- PROBLEM TO SOLVE: Report each line from the entries in which "sorts" can be found.

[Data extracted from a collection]

※ ※ ※

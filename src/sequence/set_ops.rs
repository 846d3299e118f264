//! Sorted set intersection over unsorted sequences.
//!
//! [`intersect_sorted`] sorts working copies of both inputs and hands them to
//! [`merge_intersection`], a two-cursor merge scan. Duplicates on either side
//! collapse to a single output element, so the result is always strictly
//! ascending.
//!
//! # Time Complexity
//!
//! | Operation              | Cost                           |
//! |------------------------|--------------------------------|
//! | `intersect_sorted`     | O(n log n + m log m)           |
//! | `merge_intersection`   | O(n + m)                       |

use std::cmp::Ordering;

use super::copy::duplicate;
use super::sort::{is_sorted_ascending, sort_ascending};

/// Returns the distinct values present in both `left` and `right`, ascending.
///
/// Neither input needs to be sorted and neither is modified; the function
/// sorts owned copies. The output is strictly ascending and contains a value
/// exactly when it appears at least once on each side.
///
/// # Examples
///
/// ```rust
/// use seqkit::sequence::intersect_sorted;
///
/// let left = vec![10, 9, 8, 7, 6, 5, 5, 4, 3, 2, 1, 0];
/// let right = vec![10, 9, 8, 7, 6, 5, 4, 3, 2, 1, 0];
///
/// let common = intersect_sorted(&left, &right);
/// assert_eq!(common, (0..=10).collect::<Vec<_>>());
///
/// assert!(intersect_sorted(&[], &right).is_empty());
/// ```
#[tracing::instrument(
    level = "trace",
    skip_all,
    fields(left_length = left.len(), right_length = right.len())
)]
pub fn intersect_sorted<T: Ord + Clone>(left: &[T], right: &[T]) -> Vec<T> {
    if left.is_empty() || right.is_empty() {
        return Vec::new();
    }

    let mut left_sorted = duplicate(left);
    let mut right_sorted = duplicate(right);
    sort_ascending(&mut left_sorted);
    sort_ascending(&mut right_sorted);

    merge_intersection(&left_sorted, &right_sorted)
}

/// Merges two ascending sequences into their strictly ascending intersection.
///
/// Both inputs must already be sorted ascending; duplicates are allowed. When
/// the cursors meet equal values the value is emitted once and both cursors
/// skip every remaining occurrence of it. Otherwise the cursor at the smaller
/// value advances. The scan ends when either side is exhausted.
///
/// Unsorted input is a caller bug: debug builds assert on it, release builds
/// return an unspecified subset of the common values.
///
/// # Examples
///
/// ```rust
/// use seqkit::sequence::merge_intersection;
///
/// let left = [1, 2, 2, 2, 3, 5];
/// let right = [2, 2, 3, 4, 5, 5];
/// assert_eq!(merge_intersection(&left, &right), vec![2, 3, 5]);
/// ```
pub fn merge_intersection<T: Ord + Clone>(left: &[T], right: &[T]) -> Vec<T> {
    debug_assert!(is_sorted_ascending(left), "{UNSORTED_INPUT_MESSAGE}");
    debug_assert!(is_sorted_ascending(right), "{UNSORTED_INPUT_MESSAGE}");

    let (Some(left_first), Some(left_last), Some(right_first), Some(right_last)) =
        (left.first(), left.last(), right.first(), right.last())
    else {
        return Vec::new();
    };

    // Value ranges do not overlap.
    if left_last < right_first || right_last < left_first {
        tracing::trace!("disjoint value ranges");
        return Vec::new();
    }

    let mut result = Vec::with_capacity(left.len().min(right.len()));
    let mut left_index = 0;
    let mut right_index = 0;

    while left_index < left.len() && right_index < right.len() {
        let left_value = &left[left_index];
        let right_value = &right[right_index];

        match left_value.cmp(right_value) {
            Ordering::Less => {
                left_index += 1;
            }
            Ordering::Greater => {
                right_index += 1;
            }
            Ordering::Equal => {
                result.push(left_value.clone());
                left_index = skip_run(left, left_index);
                right_index = skip_run(right, right_index);
            }
        }
    }

    tracing::trace!(output_length = result.len(), "merged intersection");
    result
}

/// Returns the index just past the run of elements equal to `sorted[start]`.
#[inline]
fn skip_run<T: Ord>(sorted: &[T], start: usize) -> usize {
    let value = &sorted[start];
    start + sorted[start..].partition_point(|element| element == value)
}

const UNSORTED_INPUT_MESSAGE: &str = "merge_intersection requires inputs sorted ascending";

※ ※ ※

- WRITTEN ANSWER:
//! [`intersect_sorted`] sorts working copies of both inputs and hands them to
/// sorts owned copies. The output is strictly ascending and contains a value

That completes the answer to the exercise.